◆ Required action
What you return must be an exact copy of the lines in the listing below between the line holding "pub mod publisher;" and the line holding "pub use publisher::PositionPublisher;", inclusive, and nothing more.

◆ Excerpted data
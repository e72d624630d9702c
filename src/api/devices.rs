//! Registered device endpoints

use axum::{
    extract::{Path, State},
    http::StatusCode,
    Json,
};
use uuid::Uuid;

use crate::{
    error::AppResult,
    models::device::{AdminUpdateDevice, CreateDevice, Device, ReportIncident, UpdateDevice},
    AppState,
};

use super::AuthenticatedUser;

/// List the caller's devices (administrators: all devices)
#[utoipa::path(
    get,
    path = "/devices",
    tag = "devices",
    security(("bearer_auth" = [])),
    responses(
        (status = 200, description = "Device list", body = Vec<Device>)
    )
)]
pub async fn list_devices(
    State(state): State<AppState>,
    AuthenticatedUser(claims): AuthenticatedUser,
) -> AppResult<Json<Vec<Device>>> {
    let devices = state.services.devices.list(&claims).await?;
    Ok(Json(devices))
}

/// Get device by ID
#[utoipa::path(
    get,
    path = "/devices/{id}",
    tag = "devices",
    security(("bearer_auth" = [])),
    params(("id" = Uuid, Path, description = "Device ID")),
    responses(
        (status = 200, description = "Device details", body = Device),
        (status = 404, description = "Device not found", body = crate::error::ErrorResponse)
    )
)]
pub async fn get_device(
    State(state): State<AppState>,
    AuthenticatedUser(claims): AuthenticatedUser,
    Path(id): Path<Uuid>,
) -> AppResult<Json<Device>> {
    let device = state.services.devices.get(&claims, id).await?;
    Ok(Json(device))
}

/// Register a device
#[utoipa::path(
    post,
    path = "/devices",
    tag = "devices",
    security(("bearer_auth" = [])),
    request_body = CreateDevice,
    responses(
        (status = 201, description = "Device registered", body = Device),
        (status = 400, description = "Invalid device", body = crate::error::ErrorResponse)
    )
)]
pub async fn create_device(
    State(state): State<AppState>,
    AuthenticatedUser(claims): AuthenticatedUser,
    Json(data): Json<CreateDevice>,
) -> AppResult<(StatusCode, Json<Device>)> {
    let device = state.services.devices.create(&claims, &data).await?;
    Ok((StatusCode::CREATED, Json(device)))
}

/// Update descriptive device attributes
#[utoipa::path(
    put,
    path = "/devices/{id}",
    tag = "devices",
    security(("bearer_auth" = [])),
    params(("id" = Uuid, Path, description = "Device ID")),
    request_body = UpdateDevice,
    responses(
        (status = 200, description = "Device updated", body = Device)
    )
)]
pub async fn update_device(
    State(state): State<AppState>,
    AuthenticatedUser(claims): AuthenticatedUser,
    Path(id): Path<Uuid>,
    Json(data): Json<UpdateDevice>,
) -> AppResult<Json<Device>> {
    let device = state.services.devices.update(&claims, id, &data).await?;
    Ok(Json(device))
}

/// Report a device lost or stolen
#[utoipa::path(
    post,
    path = "/devices/{id}/report",
    tag = "devices",
    security(("bearer_auth" = [])),
    params(("id" = Uuid, Path, description = "Device ID")),
    request_body = ReportIncident,
    responses(
        (status = 200, description = "Incident recorded", body = Device),
        (status = 400, description = "Invalid report", body = crate::error::ErrorResponse)
    )
)]
pub async fn report_device(
    State(state): State<AppState>,
    AuthenticatedUser(claims): AuthenticatedUser,
    Path(id): Path<Uuid>,
    Json(data): Json<ReportIncident>,
) -> AppResult<Json<Device>> {
    let device = state.services.devices.report(&claims, id, &data).await?;
    Ok(Json(device))
}

/// Mark a device as found
#[utoipa::path(
    post,
    path = "/devices/{id}/found",
    tag = "devices",
    security(("bearer_auth" = [])),
    params(("id" = Uuid, Path, description = "Device ID")),
    responses(
        (status = 200, description = "Device marked found", body = Device)
    )
)]
pub async fn mark_found(
    State(state): State<AppState>,
    AuthenticatedUser(claims): AuthenticatedUser,
    Path(id): Path<Uuid>,
) -> AppResult<Json<Device>> {
    let device = state.services.devices.mark_found(&claims, id).await?;
    Ok(Json(device))
}

/// Administrator review of a device
#[utoipa::path(
    put,
    path = "/devices/{id}/admin",
    tag = "devices",
    security(("bearer_auth" = [])),
    params(("id" = Uuid, Path, description = "Device ID")),
    request_body = AdminUpdateDevice,
    responses(
        (status = 200, description = "Device updated", body = Device),
        (status = 403, description = "Administrator rights required", body = crate::error::ErrorResponse)
    )
)]
pub async fn admin_update_device(
    State(state): State<AppState>,
    AuthenticatedUser(claims): AuthenticatedUser,
    Path(id): Path<Uuid>,
    Json(data): Json<AdminUpdateDevice>,
) -> AppResult<Json<Device>> {
    let device = state.services.devices.admin_update(&claims, id, &data).await?;
    Ok(Json(device))
}

/// Delete a device
#[utoipa::path(
    delete,
    path = "/devices/{id}",
    tag = "devices",
    security(("bearer_auth" = [])),
    params(("id" = Uuid, Path, description = "Device ID")),
    responses(
        (status = 204, description = "Device deleted")
    )
)]
pub async fn delete_device(
    State(state): State<AppState>,
    AuthenticatedUser(claims): AuthenticatedUser,
    Path(id): Path<Uuid>,
) -> AppResult<StatusCode> {
    state.services.devices.delete(&claims, id).await?;
    Ok(StatusCode::NO_CONTENT)
}
//! Device tracking core: live tracker sessions, simulated motion, realtime
//! change delivery and the tracking map model

pub mod activity_log;
pub mod device_list;
pub mod keep_awake;
pub mod location;
pub mod map_view;
pub mod publisher;
pub mod realtime;
pub mod session;
pub mod simulator;
pub mod viewer;

#[cfg(test)]
pub(crate) mod testing;

pub use keep_awake::{ClientKeepAwake, KeepAwake};
pub use location::{LocationSource, PushLocationSource, WatchOptions};
pub use publisher::PositionPublisher;
pub use realtime::{ChangeFeed, Subscription};
pub use session::TrackingSession;
pub use simulator::Simulator;
pub use viewer::TrackViewer;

◆ Answer box
pub mod publisher;
pub mod realtime;
pub mod session;
pub mod simulator;
pub mod viewer;

#[cfg(test)]
pub(crate) mod testing;

pub use keep_awake::{ClientKeepAwake, KeepAwake};
pub use location::{LocationSource, PushLocationSource, WatchOptions};
pub use publisher::PositionPublisher;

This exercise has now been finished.